There are ethnically Greek people whose surnames are clearly of Turkish origin, e.g. Devetzi, Intzoglou.
I'm thinking of two possible explanations here: 

1. Their families come from the Karamanlid communities in central Anatolia, who switched to speaking Turkish but kept their Greek identity and Christian religion, and then were 'repatriated' to Greece in the early 20th century.
2. They are descendants of ethnic Turks who became assimilated into Greek society, but this would mean they used to be Muslim and later adopted Christianity. As far as I know, a 'religion shift' of this kind is very rare.

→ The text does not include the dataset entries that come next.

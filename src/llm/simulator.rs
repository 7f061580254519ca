// src/llm/simulator.rs
// Offline simulator: deterministic, schema-aware canned responses used
// when no provider credential is configured. A pattern-matched stand-in
// for exercising the UI without network access, not a general mock.

use serde_json::{json, Value};
use tokio::time::{sleep, Duration};
use tracing::debug;

use super::types::CompletionResult;

/// Artificial latency to mimic a provider round trip.
const SIMULATED_LATENCY: Duration = Duration::from_millis(500);

/// Number of prompt characters echoed into placeholder suggestions.
const PROMPT_ECHO_LEN: usize = 100;

/// Produce a canned response for the prompt. Always succeeds.
pub async fn simulate(prompt: &str, shape: Option<&Value>) -> CompletionResult {
    sleep(SIMULATED_LATENCY).await;
    debug!("offline simulator handling prompt ({} chars)", prompt.len());

    if let Some(shape) = shape {
        let properties = &shape["properties"];

        if properties.get("suggestions").is_some() {
            let echo: String = prompt.chars().take(PROMPT_ECHO_LEN).collect();
            return CompletionResult::Structured(json!({
                "suggestions": [
                    format!("// AI generated code suggestion 1\n{}", echo),
                    format!("// AI generated code suggestion 2\n{}", echo),
                    format!("// AI generated code suggestion 3\n{}", echo),
                ]
            }));
        }

        if properties.get("refactorings").is_some() {
            return CompletionResult::Structured(json!({
                "refactorings": [{
                    "title": "Simplify Code Structure",
                    "category": "simplification",
                    "explanation": "This refactoring improves code readability by simplifying the structure.",
                    "impact": "Reduces complexity by 20%",
                    "refactoredCode": "// Refactored code will appear here"
                }]
            }));
        }

        if properties.get("rootCause").is_some() {
            return CompletionResult::Structured(json!({
                "rootCause": "The error occurs due to an undefined variable or missing import.",
                "lineNumber": 1,
                "suggestion": "Ensure all variables are properly declared before use.",
                "fixedCode": "// Fixed code will appear here"
            }));
        }
    }

    if prompt.contains("execute") || prompt.contains("Execute") {
        return CompletionResult::Text(
            "Code executed successfully.\nOutput: Hello, World!".to_string(),
        );
    }

    CompletionResult::Text(
        "AI response: Please configure your AI provider API key in .env file for actual AI functionality."
            .to_string(),
    )
}

#[cfg(test)]
mod tests {
    use super::*;

    #[tokio::test]
    async fn suggestions_shape_returns_three_placeholders() {
        let shape = json!({ "type": "object", "properties": { "suggestions": { "type": "array" } } });
        let result = simulate("fn main() {}", Some(&shape)).await;
        let value = result.as_structured().unwrap();
        let suggestions = value["suggestions"].as_array().unwrap();
        assert_eq!(suggestions.len(), 3);
        assert!(suggestions[0].as_str().unwrap().contains("fn main() {}"));
    }

    #[tokio::test]
    async fn refactorings_shape_returns_one_record() {
        let shape = json!({ "properties": { "refactorings": {} } });
        let result = simulate("refactor this", Some(&shape)).await;
        let value = result.as_structured().unwrap();
        assert_eq!(value["refactorings"].as_array().unwrap().len(), 1);
        assert_eq!(value["refactorings"][0]["category"], "simplification");
    }

    #[tokio::test]
    async fn root_cause_shape_returns_debug_record() {
        let shape = json!({ "properties": { "rootCause": {} } });
        let result = simulate("why does this fail", Some(&shape)).await;
        let value = result.as_structured().unwrap();
        assert!(value["rootCause"].as_str().unwrap().contains("undefined variable"));
        assert_eq!(value["lineNumber"], 1);
    }

    #[tokio::test]
    async fn execution_prompt_returns_canned_output() {
        let result = simulate("Please execute this program", None).await;
        assert!(result.as_text().unwrap().contains("executed successfully"));
    }

    #[tokio::test]
    async fn fallback_is_a_configuration_hint() {
        let result = simulate("hello", None).await;
        assert!(result.as_text().unwrap().contains("configure your AI provider"));
    }
}
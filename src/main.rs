// src/main.rs
// Demo CLI for the scribe gateway: one-shot completions and a line-based
// chat over the conversation relay.

use std::path::PathBuf;
use std::sync::Arc;

use clap::{Parser, Subcommand};
use tokio::io::{AsyncBufReadExt, BufReader};
use tracing::{info, Level};
use tracing_subscriber::FmtSubscriber;

use scribe::chat::ChatTurn;
use scribe::{CompletionRequest, CompletionResult, ConversationRelay, Gateway, GatewayConfig, LocalStore};

#[derive(Parser)]
#[command(name = "scribe", about = "LLM provider gateway for the Scribe code editor")]
struct Cli {
    #[command(subcommand)]
    command: Command,
}

#[derive(Subcommand)]
enum Command {
    /// Run one completion and print the result
    Ask {
        prompt: String,
        /// Path to a JSON schema describing the expected response shape
        #[arg(long)]
        json_shape: Option<PathBuf>,
    },
    /// Interactive chat over the conversation relay
    Chat,
}

#[tokio::main]
async fn main() -> anyhow::Result<()> {
    let subscriber = FmtSubscriber::builder()
        .with_max_level(Level::INFO)
        .finish();
    tracing::subscriber::set_global_default(subscriber)?;

    let cli = Cli::parse();
    let config = GatewayConfig::from_env();

    if config.any_credential() {
        info!("active provider: {}", config.active.as_str());
    } else {
        info!("no provider configured, using offline simulator");
    }

    let gateway = Arc::new(Gateway::new(config));

    match cli.command {
        Command::Ask { prompt, json_shape } => {
            let mut request = CompletionRequest::text(prompt);
            if let Some(path) = json_shape {
                let shape = serde_json::from_str(&std::fs::read_to_string(path)?)?;
                request = request.with_shape(shape);
            }

            match gateway.complete(&request).await? {
                CompletionResult::Text(text) => println!("{}", text),
                CompletionResult::Structured(value) => {
                    println!("{}", serde_json::to_string_pretty(&value)?)
                }
            }
        }
        Command::Chat => {
            let store = LocalStore::open(&gateway.config().data_dir)?;
            let relay = ConversationRelay::new(store, gateway.clone());
            let conversation = relay.create_conversation("coding-assistant", serde_json::json!({}))?;

            let subscription = relay.subscribe(&conversation.id, |conv| {
                if let Some(turn) = conv.messages.last() {
                    if turn.role == scribe::Role::Assistant {
                        println!("assistant> {}", turn.content);
                    }
                }
            });

            println!("assistant> {}", conversation.messages[0].content);
            let mut lines = BufReader::new(tokio::io::stdin()).lines();
            while let Some(line) = lines.next_line().await? {
                let line = line.trim().to_string();
                if line.is_empty() {
                    continue;
                }
                if line == "/quit" {
                    break;
                }
                relay.add_message(&conversation.id, ChatTurn::user(line))?;
                // Give the deferred reply time to land before prompting again.
                tokio::time::sleep(std::time::Duration::from_millis(1500)).await;
            }

            subscription.unsubscribe();
        }
    }

    Ok(())
}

Is the situation perhaps more complicated than I think? 

Thank you.


----------



## apmoy70

AndrasBP said:


> Hello everyone,
> 
> This may be more related to history that linguistics, but I'll try.
> 
> There are ethnically Greek people whose surnames are clearly of Turkish origin, e.g. Devetzi, Intzoglou.
> I'm thinking of two possible explanations here:
> 
> 1. Their families come from the Karamanlid communities in central Anatolia, who switched to speaking Turkish but kept their Greek identity and Christian religion, and then were 'repatriated' to Greece in the early 20th century.
> 2. They are descendants of ethnic Turks who became assimilated into Greek society, but this would mean they used to be Muslim and later adopted Christianity. As far as I know, a 'religion shift' of this kind is very rare.
> 
> Is the situation perhaps more complicated than I think?
> 
> Thank you.


Hi Andras, it's indeed more complicated than you think.
1. Those who come from a Turkish-speaking Christian family (Karamanlids) are not that many and they tend to keep «Καραμανλής» as family name.
2. It was very-very difficult (if not impossible) to become a Muslim apostate in the Ottoman Empire; if an Ottoman subject adopted Christianity leaving Islam, his action was considered a punishable crime, punishable even by death in certain periods (as Christian Orthodox Synaxaria attest, e.g. Ahmed the Calligrapher and Schemamonk Nicholas (Yusuf Oglu) were both Muslims who became Christians and were executed for that).
But the main reason it was extremely difficult and extremely rare to shift religions in the Ottoman Empire, was a practical one: 
The Empire's subjects were grouped by religious beliefs that constituted confessional communities, the so-called *Millet*; if you belonged to the Orthodox Christian Millet, or the Jewish one, as designated People of the Book, yet non-Muslim, you were of course a "protected person" (zimmi) but also a "rayah", you did not enjoy certain political rights reserved solely for Muslims, and were subject to payment of a special tax. Why become Christian and pay more?
The vast majority of Greek Turkified surnames appears in mid-17th c. (1645-1650) probably due to either a decree issued by the High Porte (that unfortunately I'm unaware of), or simply because the Christians living in the heart of the Empire (Anatolia) chose to change their family name to blend in with society (so the son of a baker under the surname of «Ψωμιάδης» i.e. _the son of the bread-maker_, becomes «Εκμεκτσίογλου» Ekmekcioglu).
The vast majority of Greeks with Turkish family names, descent from Christian Anatolian refugees who came in Greece during the population exchange between the two countries following the War of 1919-22.


----------



## shawnee

As usual a very informative answer apmoy70. I had also understood (and am happy to be corrected) that some Greek surnames of Turkish origin are derived from the fact that Turkish loan words were so entrenched in the language. Some that come to mind are: Kalantzis, Saris and Karpouzis.


----------



## AndrasBP

Thank you very much for your comprehensive reply. Very interesting.
Does this mean that Anatolian Greeks already had surnames in the 17th century? As far as I know, Turks didn't have surnames in the modern (European) sense of the word until Kemal Atatürk introduced the system in the 1920s. I don't know about other non-Muslim people in the Ottoman Empire, like Armenians or Sephardic Jews.


----------



## apmoy70

shawnee said:


> As usual a very informative answer apmoy70. I had also understood (and am happy to be corrected) that some Greek surnames of Turkish origin are derived from the fact that Turkish loan words were so entrenched in the language. Some that come to mind are: Kalantzis, Saris and Karpouzis.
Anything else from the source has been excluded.